Introduction :

"Special children" includes children who are affected with a complex neuro-behavioral conditions like autism, which includes impairments in social interaction, language development and communication skills, combined with rigid, repetitive behaviors. Children with autism particularly face a very difficult childhood as they have extreme difficulty in communication. They have trouble in understanding what other people think and feel. This makes it very hard for them to express themselves either with words or through gestures.

Such special children need “special” care for the development of their cognitive abilities. The amount of learning resources required for teaching such children are extremely hard to find and less accessible to many.

So, can artificial intelligence with the help of modern deep learning algorithms generate animated videos for developing or improving cognitive abilities of such a special group?

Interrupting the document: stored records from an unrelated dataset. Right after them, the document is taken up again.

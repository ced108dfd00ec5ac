//! Local transaction submission.
//!
//! [`decode_submission`] turns either schema's reply into one
//! [`SubmissionOutcome`]: accepted (with the transaction id when the node
//! names it) or rejected with the node's raw messages.

pub mod decode;
pub mod error;
pub mod outcome;
pub mod request;

pub use decode::decode_submission;
pub use error::SubmitError;
pub use outcome::{SubmissionOutcome, SubmitTxError};
pub use request::submit_tx;
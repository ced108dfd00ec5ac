use thiserror::Error;

#[derive(Debug, Error)]
pub enum ProtocolError {
    #[error("unsupported schema: {0}")]
    UnsupportedSchema(String),

    #[error("message too large: {size} > {max}")]
    MessageTooLarge { size: usize, max: usize },

    #[error("malformed payload: {0}")]
    Malformed(String),

    #[error("failed to encode request: {0}")]
    Encode(String),
}

/// Failure reported by the transport collaborator.
#[derive(Debug, Error)]
pub enum TransportError {
    #[error("connection closed")]
    Closed,

    #[error("request {method} timed out")]
    Timeout { method: String },

    #[error("transport error: {0}")]
    Other(String),
}
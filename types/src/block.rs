//! Era-tagged blocks.

use serde::{Deserialize, Serialize};
use std::fmt;
use std::str::FromStr;

use crate::error::UnknownEra;
use crate::Transaction;

/// A named protocol-rules period of the ledger.
#[derive(Clone, Copy, Debug, PartialEq, Eq, PartialOrd, Ord, Hash, Serialize, Deserialize)]
#[serde(rename_all = "lowercase")]
pub enum Era {
    Byron,
    Shelley,
    Allegra,
    Mary,
    Alonzo,
    Babbage,
    Conway,
}

impl Era {
    pub const ALL: [Era; 7] = [
        Era::Byron,
        Era::Shelley,
        Era::Allegra,
        Era::Mary,
        Era::Alonzo,
        Era::Babbage,
        Era::Conway,
    ];

    pub fn as_str(&self) -> &'static str {
        match self {
            Self::Byron => "byron",
            Self::Shelley => "shelley",
            Self::Allegra => "allegra",
            Self::Mary => "mary",
            Self::Alonzo => "alonzo",
            Self::Babbage => "babbage",
            Self::Conway => "conway",
        }
    }
}

impl FromStr for Era {
    type Err = UnknownEra;

    fn from_str(s: &str) -> Result<Self, Self::Err> {
        Era::ALL
            .into_iter()
            .find(|era| era.as_str() == s)
            .ok_or_else(|| UnknownEra(s.to_string()))
    }
}

impl fmt::Display for Era {
    fn fmt(&self, f: &mut fmt::Formatter<'_>) -> fmt::Result {
        f.write_str(self.as_str())
    }
}

/// Header fields carried alongside the body.
#[derive(Clone, Debug, Default, PartialEq, Eq, Serialize, Deserialize)]
#[serde(rename_all = "camelCase")]
pub struct BlockHeader {
    #[serde(default, skip_serializing_if = "Option::is_none")]
    pub slot: Option<u64>,
    #[serde(default, skip_serializing_if = "Option::is_none")]
    pub block_height: Option<u64>,
    #[serde(default, skip_serializing_if = "Option::is_none")]
    pub prev_hash: Option<String>,
}

/// The contents of a block, independent of era.
#[derive(Clone, Debug, Default, PartialEq, Eq, Serialize, Deserialize)]
#[serde(rename_all = "camelCase")]
pub struct BlockBody {
    #[serde(default, skip_serializing_if = "Option::is_none")]
    pub header_hash: Option<String>,
    #[serde(default)]
    pub header: BlockHeader,
    /// Transactions, in block order.
    #[serde(rename = "body", default)]
    pub transactions: Vec<Transaction>,
}

/// A block tagged by the era whose encoding it uses.
///
/// Serializes as `{"<era>": {...}}`, the legacy block shape.
#[derive(Clone, Debug, PartialEq, Eq, Serialize, Deserialize)]
#[serde(rename_all = "lowercase")]
pub enum Block {
    Byron(BlockBody),
    Shelley(BlockBody),
    Allegra(BlockBody),
    Mary(BlockBody),
    Alonzo(BlockBody),
    Babbage(BlockBody),
    Conway(BlockBody),
}

impl Block {
    pub fn new(era: Era, body: BlockBody) -> Self {
        match era {
            Era::Byron => Self::Byron(body),
            Era::Shelley => Self::Shelley(body),
            Era::Allegra => Self::Allegra(body),
            Era::Mary => Self::Mary(body),
            Era::Alonzo => Self::Alonzo(body),
            Era::Babbage => Self::Babbage(body),
            Era::Conway => Self::Conway(body),
        }
    }

    pub fn era(&self) -> Era {
        match self {
            Self::Byron(_) => Era::Byron,
            Self::Shelley(_) => Era::Shelley,
            Self::Allegra(_) => Era::Allegra,
            Self::Mary(_) => Era::Mary,
            Self::Alonzo(_) => Era::Alonzo,
            Self::Babbage(_) => Era::Babbage,
            Self::Conway(_) => Era::Conway,
        }
    }

    pub fn body(&self) -> &BlockBody {
        match self {
            Self::Byron(b)
            | Self::Shelley(b)
            | Self::Allegra(b)
            | Self::Mary(b)
            | Self::Alonzo(b)
            | Self::Babbage(b)
            | Self::Conway(b) => b,
        }
    }

    pub fn transactions(&self) -> &[Transaction] {
        &self.body().transactions
    }
}

#[cfg(test)]
mod tests {
    use super::*;
    use serde_json::json;

    #[test]
    fn era_names_parse_and_print() {
        for era in Era::ALL {
            assert_eq!(era.as_str().parse::<Era>().unwrap(), era);
        }
        assert_eq!("dijkstra".parse::<Era>(), Err(UnknownEra("dijkstra".into())));
        assert!("Babbage".parse::<Era>().is_err());
    }

    #[test]
    fn block_serializes_under_era_key() {
        let block = Block::new(
            Era::Babbage,
            BlockBody {
                header_hash: Some("hh".into()),
                ..Default::default()
            },
        );
        let json = serde_json::to_value(&block).unwrap();
        assert_eq!(json["babbage"]["headerHash"], "hh");
        assert_eq!(json["babbage"]["body"], json!([]));

        let back: Block = serde_json::from_value(json).unwrap();
        assert_eq!(back.era(), Era::Babbage);
        assert!(back.transactions().is_empty());
    }
}
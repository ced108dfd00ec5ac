//! The seam to the network transport.
//!
//! The transport owns the connection (WebSocket lifecycle, pipelining,
//! handshake timeout, reconnection) and the request envelope. Whatever it does
//! internally, it presents a one-request-one-response contract: hand it a
//! method and parameters, get back the raw bytes of the matching reply.

use crate::TransportError;

pub trait Transport {
    fn send_request(
        &self,
        method: &str,
        params: serde_json::Value,
    ) -> Result<Vec<u8>, TransportError>;
}

impl<T: Transport + ?Sized> Transport for &T {
    fn send_request(
        &self,
        method: &str,
        params: serde_json::Value,
    ) -> Result<Vec<u8>, TransportError> {
        (**self).send_request(method, params)
    }
}

impl<T: Transport + ?Sized> Transport for Box<T> {
    fn send_request(
        &self,
        method: &str,
        params: serde_json::Value,
    ) -> Result<Vec<u8>, TransportError> {
        (**self).send_request(method, params)
    }
}
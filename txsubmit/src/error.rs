use ogmios_protocol::ProtocolError;
use ogmios_types::DecodeError;
use thiserror::Error;

use crate::SubmitTxError;

#[derive(Clone, Debug, PartialEq, Eq, Error)]
pub enum SubmitError {
    /// The payload is not JSON at all.
    #[error("malformed submission payload: {0}")]
    Malformed(String),

    /// A required field is missing or has the wrong shape.
    #[error("submission decode error: {0}")]
    Decode(#[from] DecodeError),

    /// The node rejected the transaction.
    #[error(transparent)]
    Rejected(SubmitTxError),

    /// At least one rejection message is neither a string nor an object.
    #[error("failed to extract error codes: {}", join_failures(.0))]
    ErrorCodes(Vec<String>),
}

fn join_failures(failures: &[String]) -> String {
    failures.join("; ")
}

impl From<ProtocolError> for SubmitError {
    fn from(e: ProtocolError) -> Self {
        SubmitError::Malformed(e.to_string())
    }
}

impl From<SubmitTxError> for SubmitError {
    fn from(e: SubmitTxError) -> Self {
        SubmitError::Rejected(e)
    }
}
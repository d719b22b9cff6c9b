use chrono::{DateTime, Utc};
use serde::{Deserialize, Serialize};
use serde_json::Value;
use uuid::Uuid;

use super::{Extra, Release, Robot};
use crate::error::Error;

/// Lifecycle state of a job.
#[derive(
    Debug, Clone, Copy, PartialEq, Eq, Serialize, Deserialize, strum::Display, strum::EnumString,
)]
pub enum JobState {
    Pending,
    Running,
    Stopping,
    Terminating,
    Faulted,
    Successful,
    Stopped,
    Suspended,
    Resumed,
    /// A state this client does not know about yet.
    #[serde(other)]
    Unknown,
}

impl JobState {
    /// Whether the job will not change state again on its own.
    pub fn is_final(self) -> bool {
        matches!(self, Self::Faulted | Self::Successful | Self::Stopped)
    }
}

/// How a running job is stopped.
#[derive(
    Debug, Clone, Copy, PartialEq, Eq, Serialize, Deserialize, strum::Display, strum::EnumString,
)]
pub enum StopStrategy {
    /// Ask the robot to stop at the next `Should Stop` checkpoint.
    SoftStop,
    /// Terminate the process.
    Kill,
}

/// How Orchestrator picks robots for a start-jobs request.
#[derive(
    Debug, Clone, Copy, PartialEq, Eq, Serialize, Deserialize, strum::Display, strum::EnumString,
)]
pub enum StartStrategy {
    All,
    Specific,
    RobotCount,
    JobsCount,
    ModernJobsCount,
}

/// One execution of a release on a robot.
#[derive(Debug, Clone, PartialEq, Serialize, Deserialize)]
#[serde(rename_all = "PascalCase")]
pub struct Job {
    pub id: i64,
    pub key: Option<Uuid>,
    pub state: JobState,
    pub start_time: Option<DateTime<Utc>>,
    pub end_time: Option<DateTime<Utc>>,
    pub creation_time: Option<DateTime<Utc>>,
    pub release_name: Option<String>,
    pub source: Option<String>,
    pub source_type: Option<String>,
    #[serde(rename = "Type")]
    pub job_type: Option<String>,
    pub info: Option<String>,
    pub job_priority: Option<String>,
    pub batch_execution_key: Option<Uuid>,
    pub starting_schedule_id: Option<i64>,
    /// JSON-encoded input arguments, as sent by Orchestrator.
    pub input_arguments: Option<String>,
    /// JSON-encoded output arguments.
    pub output_arguments: Option<String>,
    pub host_machine_name: Option<String>,
    pub reference: Option<String>,
    pub organization_unit_id: Option<i64>,
    pub organization_unit_fully_qualified_name: Option<String>,
    /// Present when requested with `$expand=Robot`.
    pub robot: Option<Robot>,
    /// Present when requested with `$expand=Release`.
    pub release: Option<Release>,
    #[serde(flatten)]
    pub extra: Extra,
}

/// The `startInfo` object of a start-jobs request.
#[derive(Debug, Clone, PartialEq, Serialize)]
#[serde(rename_all = "PascalCase")]
pub struct StartInfo {
    pub release_key: Uuid,
    pub strategy: StartStrategy,
    #[serde(skip_serializing_if = "Vec::is_empty")]
    pub robot_ids: Vec<i64>,
    #[serde(skip_serializing_if = "Option::is_none")]
    pub jobs_count: Option<u32>,
    /// Input arguments as a JSON-encoded string.
    #[serde(skip_serializing_if = "Option::is_none")]
    pub input_arguments: Option<String>,
    #[serde(skip_serializing_if = "Option::is_none")]
    pub job_priority: Option<String>,
    #[serde(skip_serializing_if = "Option::is_none")]
    pub reference: Option<String>,
    pub source: String,
}

impl StartInfo {
    /// Start one job of the given release on any available robot.
    pub fn new(release_key: Uuid) -> Self {
        Self {
            release_key,
            strategy: StartStrategy::ModernJobsCount,
            robot_ids: Vec::new(),
            jobs_count: Some(1),
            input_arguments: None,
            job_priority: None,
            reference: None,
            source: "Manual".into(),
        }
    }

    /// Run on exactly these robots.
    pub fn on_robots(mut self, robot_ids: Vec<i64>) -> Self {
        self.strategy = StartStrategy::Specific;
        self.robot_ids = robot_ids;
        self.jobs_count = None;
        self
    }

    pub fn jobs_count(mut self, count: u32) -> Self {
        self.jobs_count = Some(count);
        self
    }

    /// Encode `args` into the string form Orchestrator expects.
    pub fn input_arguments(mut self, args: &Value) -> Self {
        self.input_arguments = Some(args.to_string());
        self
    }

    pub fn reference(mut self, reference: impl Into<String>) -> Self {
        self.reference = Some(reference.into());
        self
    }

    pub fn priority(mut self, priority: impl Into<String>) -> Self {
        self.job_priority = Some(priority.into());
        self
    }

    /// Check the strategy-specific required fields.
    pub fn validate(&self) -> Result<(), Error> {
        match self.strategy {
            StartStrategy::Specific if self.robot_ids.is_empty() => Err(Error::validation(
                "robot_ids",
                "the Specific strategy needs at least one robot id",
            )),
            StartStrategy::JobsCount | StartStrategy::ModernJobsCount | StartStrategy::RobotCount
                if self.jobs_count.unwrap_or(0) == 0 =>
            {
                Err(Error::validation(
                    "jobs_count",
                    format!("the {} strategy needs a positive jobs count", self.strategy),
                ))
            }
            _ => Ok(()),
        }
    }
}

#[cfg(test)]
#[allow(clippy::unwrap_used)]
mod tests {
    use serde_json::json;

    use super::*;

    #[test]
    fn job_parses_and_keeps_unmodelled_fields() {
        let job: Job = serde_json::from_value(json!({
            "Id": 42,
            "Key": "8066c309-cef8-4b47-9163-b273fc14cc43",
            "State": "Faulted",
            "StartTime": "2024-06-15T10:30:00.497Z",
            "EndTime": null,
            "ReleaseName": "Invoices_Prod",
            "Type": "Unattended",
            "HasMediaRecorded": false
        }))
        .unwrap();
        assert_eq!(job.id, 42);
        assert_eq!(job.state, JobState::Faulted);
        assert!(job.state.is_final());
        assert_eq!(job.job_type.as_deref(), Some("Unattended"));
        assert_eq!(job.extra.get("HasMediaRecorded"), Some(&json!(false)));
    }

    #[test]
    fn unknown_job_state_does_not_fail() {
        let job: Job = serde_json::from_value(json!({ "Id": 1, "State": "Hibernating" })).unwrap();
        assert_eq!(job.state, JobState::Unknown);
        assert_eq!("Running".parse::<JobState>().unwrap(), JobState::Running);
    }

    #[test]
    fn start_info_serializes_pascal_case() {
        let key = Uuid::nil();
        let info = StartInfo::new(key).input_arguments(&json!({ "Amount": 3 }));
        let value = serde_json::to_value(&info).unwrap();
        assert_eq!(
            value,
            json!({
                "ReleaseKey": key,
                "Strategy": "ModernJobsCount",
                "JobsCount": 1,
                "InputArguments": "{\"Amount\":3}",
                "Source": "Manual"
            })
        );
    }

    #[test]
    fn start_info_validation() {
        let key = Uuid::nil();
        assert!(StartInfo::new(key).validate().is_ok());
        assert!(StartInfo::new(key).on_robots(vec![]).validate().is_err());
        assert!(StartInfo::new(key).on_robots(vec![7]).validate().is_ok());
        assert!(StartInfo::new(key).jobs_count(0).validate().is_err());
    }
}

The idea to combat the problem:

Well, I feel it can be done!

An animated video consists of 3 main components:

1. Graphical video (sequence of images put together to tell a story),

2. A background story and

3. A relevant background audio or music.

Now if we have to come up with a system that produces machine generated animated video, we would have to think about these three components:

  1. Machine generated sequence of images with a spatial coherence
  2. Machine generated text, or the story
  3. Machine generated audio or music, that highlights the mood or the theme of the video

If these three discrete components are put together in a cohesive flow, our purpose can be achieved. And the Deep Learning community has already been able to make significant progress in terms of machine generated images and audio and machine generated text.

Details about the three pillars of this problem:

Machine generated sequence of images with a spatial coherence

Generative Adversarial Networks (GANs) has been quite successful till date to come up with generated images and audio. Also, for our use case, to maintain a coherency in spatial features, Variational Auto Encoders (VAEs) have been even better.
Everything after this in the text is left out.